Aujourd’hui est débattue à l’Assemblée nationale une proposition de loi garantissant le droit à une fin de vie libre et choisie.

Il s’agit d’un sujet intime, personnel. Pourtant, en tant que Députée élue par les citoyens de la 8ème circonscription de la Loire-Atlantique, je dois aujourd’hui me prononcer sur la légalisation de l’aide active à mourir.

Mon regard sur ce sujet a évolué depuis le début de mon mandat. Au fil des rencontres, des échanges avec les citoyens, notamment lors du Grand débat national en 2019, j’ai senti une forte attente sur l’ouverture de ce nouveau droit.  

Membre du groupe d’études sur la fin de vie à l’Assemblée nationale, j’ai suivi de très nombreuses auditions à ce sujet. Je suis aussi guidée par mes responsabilités passées où j’ai exercé 10 ans en soins palliatifs auprès de personnes en fin de vie

J’ai cosigné, en début d’année, la proposition de loi visant à garantir et renforcer les droits des personnes en fin de vie portée par mon collègue le Député Jean-Louis Touraine et qui est reprise dans la proposition de loi sur laquelle l’Assemblée doit se prononcer aujourd’hui.

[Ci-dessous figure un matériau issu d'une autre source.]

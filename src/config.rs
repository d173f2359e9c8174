//! Configuration System
//!
//! Loads scenario parameters from tuning.toml for easy adjustment without
//! recompiling.

use serde::{Deserialize, Serialize};
use std::fs;
use std::path::Path;
use thiserror::Error;

use crate::variate::{
    ConstantVariate, TriangularVariate, UniformVariate, VariateError, VariateSource,
};

/// Default tuning file path
pub const DEFAULT_TUNING_PATH: &str = "tuning.toml";

/// Top-level configuration structure
#[derive(Debug, Clone, PartialEq, Serialize, Deserialize)]
pub struct Config {
    pub simulation: SimulationConfig,
    #[serde(rename = "scenario", default)]
    pub scenarios: Vec<ScenarioConfig>,
}

/// Simulation parameters
#[derive(Debug, Clone, PartialEq, Serialize, Deserialize)]
pub struct SimulationConfig {
    pub steps: u64,
    pub seed: u64,
}

/// One scenario: a model configuration run for the configured number of steps
#[derive(Debug, Clone, PartialEq, Serialize, Deserialize)]
pub struct ScenarioConfig {
    pub name: String,
    pub num_agents: usize,
    pub default_production: f64,
    #[serde(default)]
    pub variate: VariateConfig,
}

/// Variate source selection
#[derive(Debug, Clone, PartialEq, Default, Serialize, Deserialize)]
#[serde(tag = "kind", rename_all = "snake_case")]
pub enum VariateConfig {
    #[default]
    None,
    Constant {
        factor: f64,
    },
    Uniform {
        low: f64,
        high: f64,
    },
    Triangular {
        low: f64,
        high: f64,
        mode: f64,
    },
}

impl VariateConfig {
    /// Build the configured variate source
    pub fn build(&self) -> Result<Option<Box<dyn VariateSource>>, VariateError> {
        match *self {
            VariateConfig::None => Ok(None),
            VariateConfig::Constant { factor } => Ok(Some(Box::new(ConstantVariate(factor)))),
            VariateConfig::Uniform { low, high } => {
                Ok(Some(Box::new(UniformVariate::new(low, high)?)))
            }
            VariateConfig::Triangular { low, high, mode } => {
                Ok(Some(Box::new(TriangularVariate::new(low, high, mode)?)))
            }
        }
    }
}

impl Config {
    /// Load configuration from a TOML file
    pub fn load(path: impl AsRef<Path>) -> Result<Self, ConfigError> {
        let path = path.as_ref();
        let content = fs::read_to_string(path).map_err(|source| ConfigError::Io {
            path: path.display().to_string(),
            source,
        })?;
        toml::from_str(&content).map_err(|source| ConfigError::Parse {
            path: path.display().to_string(),
            source,
        })
    }

    /// Load configuration from default path, or use defaults if not found
    pub fn load_or_default() -> Self {
        Self::load(DEFAULT_TUNING_PATH).unwrap_or_else(|e| {
            eprintln!("Warning: Could not load tuning.toml: {}. Using defaults.", e);
            Self::default()
        })
    }
}

impl Default for Config {
    fn default() -> Self {
        Self {
            simulation: SimulationConfig { steps: 5, seed: 42 },
            scenarios: vec![
                ScenarioConfig {
                    name: "triangular_variate".to_string(),
                    num_agents: 1,
                    default_production: 10.0,
                    variate: VariateConfig::Triangular {
                        low: 0.75,
                        high: 1.25,
                        mode: 1.0,
                    },
                },
                ScenarioConfig {
                    name: "uniform_variate".to_string(),
                    num_agents: 2,
                    default_production: 10.0,
                    variate: VariateConfig::Uniform {
                        low: 0.75,
                        high: 1.25,
                    },
                },
            ],
        }
    }
}

/// Configuration error type
#[derive(Debug, Error)]
pub enum ConfigError {
    #[error("could not read {path}: {source}")]
    Io {
        path: String,
        source: std::io::Error,
    },
    #[error("could not parse {path}: {source}")]
    Parse {
        path: String,
        source: toml::de::Error,
    },
}

#[cfg(test)]
mod tests {
    use super::*;

    #[test]
    fn test_default_config() {
        let config = Config::default();
        assert_eq!(config.simulation.steps, 5);
        assert_eq!(config.scenarios.len(), 2);
        assert_eq!(config.scenarios[0].num_agents, 1);
        assert_eq!(config.scenarios[1].num_agents, 2);
    }

    #[test]
    fn test_parse_scenarios() {
        let config: Config = toml::from_str(
            r#"
            [simulation]
            steps = 3
            seed = 7

            [[scenario]]
            name = "flat"
            num_agents = 4
            default_production = 12.5

            [[scenario]]
            name = "noisy"
            num_agents = 2
            default_production = 10.0
            variate = { kind = "uniform", low = 0.5, high = 1.5 }
            "#,
        )
        .unwrap();

        assert_eq!(config.simulation.steps, 3);
        assert_eq!(config.scenarios.len(), 2);
        assert!(matches!(config.scenarios[0].variate, VariateConfig::None));
        assert!(matches!(
            config.scenarios[1].variate,
            VariateConfig::Uniform { .. }
        ));
    }

    #[test]
    fn test_config_toml_round_trip() {
        let config = Config::default();
        let text = toml::to_string(&config).unwrap();
        let parsed: Config = toml::from_str(&text).unwrap();
        assert_eq!(parsed, config);
    }

    #[test]
    fn test_unknown_variate_kind_rejected() {
        let result: Result<Config, _> = toml::from_str(
            r#"
            [simulation]
            steps = 1
            seed = 1

            [[scenario]]
            name = "bad"
            num_agents = 1
            default_production = 10.0
            variate = { kind = "gaussian", mean = 1.0 }
            "#,
        );
        assert!(result.is_err());
    }

    #[test]
    fn test_build_rejects_invalid_triangular() {
        let config = VariateConfig::Triangular {
            low: 0.75,
            high: 1.25,
            mode: 0.25,
        };
        assert!(config.build().is_err());
    }

    #[test]
    fn test_load_config_file() {
        // This test requires the tuning.toml file to exist
        if Path::new(DEFAULT_TUNING_PATH).exists() {
            let config = Config::load(DEFAULT_TUNING_PATH).unwrap();
            assert!(config.simulation.steps > 0);
        }
    }
}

Depuis le début de la mandature, des parlementaires de tous les bords politiques se sont mobilisés pour une fin de vie libre et choisie. La proposition de loi portée par Olivier Falorni ce jeudi à l’Assemblée nationale est devenue celle de l’ensemble des députés mobilisés sur le sujet et dont je fais partie.

Je voterai POUR cette proposition de loi pour deux principales raisons.  

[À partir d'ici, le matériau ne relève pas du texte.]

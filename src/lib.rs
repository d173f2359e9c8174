//! Stochastic Production Simulation Library
//!
//! Public API for the simulation: a handful of agents accrue work each
//! discrete timestep, optionally scaled by an injected variate source.

use bevy_ecs::prelude::*;
use rand::rngs::SmallRng;

pub mod components;
pub mod config;
pub mod model;
pub mod output;
pub mod systems;
pub mod variate;

pub use components::*;
pub use model::{Model, ModelParams};
pub use variate::{
    ActiveVariate, ConstantVariate, TriangularVariate, UniformVariate, UnitVariate, VariateError,
    VariateSource,
};

/// Seeded random number generator resource
#[derive(Resource)]
pub struct SimRng(pub SmallRng);
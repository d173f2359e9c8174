//! Variate Sources
//!
//! Injected randomizer strategies. A variate source produces one multiplier
//! per agent per step; all randomness flows through the model-owned seeded
//! RNG, so the sources themselves are stateless and safe to share across
//! every agent in a model.

use bevy_ecs::prelude::*;
use rand::rngs::SmallRng;
use rand::Rng;
use thiserror::Error;

/// Errors from variate source construction
#[derive(Debug, Error, PartialEq)]
pub enum VariateError {
    #[error("invalid range: low {low} must be less than high {high}")]
    InvalidRange { low: f64, high: f64 },
    #[error("mode {mode} outside range [{low}, {high}]")]
    ModeOutOfRange { low: f64, high: f64, mode: f64 },
}

/// Strategy for drawing production multipliers.
///
/// Implementations draw against the caller-supplied RNG rather than carrying
/// generator state of their own. Reproducibility therefore depends only on the
/// seed and on agent activation order, which the schedule owns.
pub trait VariateSource: Send + Sync {
    /// Draw the next multiplier.
    fn sample(&mut self, rng: &mut SmallRng) -> f64;

    /// Short human-readable description for diagnostics.
    fn describe(&self) -> String;
}

/// Always 1.0 - the explicit form of "no randomizer"
#[derive(Debug, Clone, Copy, Default)]
pub struct UnitVariate;

impl VariateSource for UnitVariate {
    fn sample(&mut self, _rng: &mut SmallRng) -> f64 {
        1.0
    }

    fn describe(&self) -> String {
        "unit".to_string()
    }
}

/// Always the same fixed multiplier
#[derive(Debug, Clone, Copy)]
pub struct ConstantVariate(pub f64);

impl VariateSource for ConstantVariate {
    fn sample(&mut self, _rng: &mut SmallRng) -> f64 {
        self.0
    }

    fn describe(&self) -> String {
        format!("constant({})", self.0)
    }
}

/// Uniform draw in `[low, high)`
#[derive(Debug, Clone, Copy, PartialEq)]
pub struct UniformVariate {
    low: f64,
    high: f64,
}

impl UniformVariate {
    pub fn new(low: f64, high: f64) -> Result<Self, VariateError> {
        if !(low < high) {
            return Err(VariateError::InvalidRange { low, high });
        }
        Ok(Self { low, high })
    }
}

impl VariateSource for UniformVariate {
    fn sample(&mut self, rng: &mut SmallRng) -> f64 {
        rng.gen_range(self.low..self.high)
    }

    fn describe(&self) -> String {
        format!("uniform({}, {})", self.low, self.high)
    }
}

/// Triangular draw over `[low, high]` peaking at `mode`
#[derive(Debug, Clone, Copy, PartialEq)]
pub struct TriangularVariate {
    low: f64,
    high: f64,
    mode: f64,
}

impl TriangularVariate {
    pub fn new(low: f64, high: f64, mode: f64) -> Result<Self, VariateError> {
        if !(low < high) {
            return Err(VariateError::InvalidRange { low, high });
        }
        if mode < low || mode > high {
            return Err(VariateError::ModeOutOfRange { low, high, mode });
        }
        Ok(Self { low, high, mode })
    }
}

impl VariateSource for TriangularVariate {
    fn sample(&mut self, rng: &mut SmallRng) -> f64 {
        // Inverse CDF of the triangular distribution
        let u: f64 = rng.gen();
        let span = self.high - self.low;
        let cut = (self.mode - self.low) / span;
        if u < cut {
            self.low + (span * (self.mode - self.low) * u).sqrt()
        } else {
            self.high - (span * (self.high - self.mode) * (1.0 - u)).sqrt()
        }
    }

    fn describe(&self) -> String {
        format!("triangular({}, {}, mode={})", self.low, self.high, self.mode)
    }
}

/// Resource holding the variate source shared by every agent in a model.
///
/// `None` means agents accrue their raw production rate (multiplier 1.0)
/// without consuming any randomness.
#[derive(Resource, Default)]
pub struct ActiveVariate(pub Option<Box<dyn VariateSource>>);

impl ActiveVariate {
    pub fn new(source: Option<Box<dyn VariateSource>>) -> Self {
        Self(source)
    }

    /// Draw the next multiplier, or 1.0 when no source is active.
    pub fn sample(&mut self, rng: &mut SmallRng) -> f64 {
        match self.0 {
            Some(ref mut source) => source.sample(rng),
            None => 1.0,
        }
    }

    pub fn describe(&self) -> String {
        match self.0 {
            Some(ref source) => source.describe(),
            None => "none".to_string(),
        }
    }
}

La première, et elle est essentielle à mes yeux, est que cette proposition ne se limite pas à la seule question de la fin de vie libre et choisie et inclut le renforcement des soins palliatifs. Beaucoup opposent soins palliatifs et fin de vie libre et choisie. Je ne partage pas cette vision car ils sont complémentaires. Nous devons renforcer les soins palliatifs et améliorer l’accès des citoyens à ces soins sur tout le territoire.

La deuxième, c’est l’attente citoyenne de l’ouverture du droit à une fin de vie libre et choisie. Fort heureusement, une majorité de personnes favorables à ce dispositif n’auront pas à y recourir.  L’ouverture du droit à une fin de vie libre et choisie, ce n’est pas l’imposer.  C’est offrir un choix supplémentaire aux citoyens confrontés à une maladie incurable dont les souffrances ne peuvent être apaisées.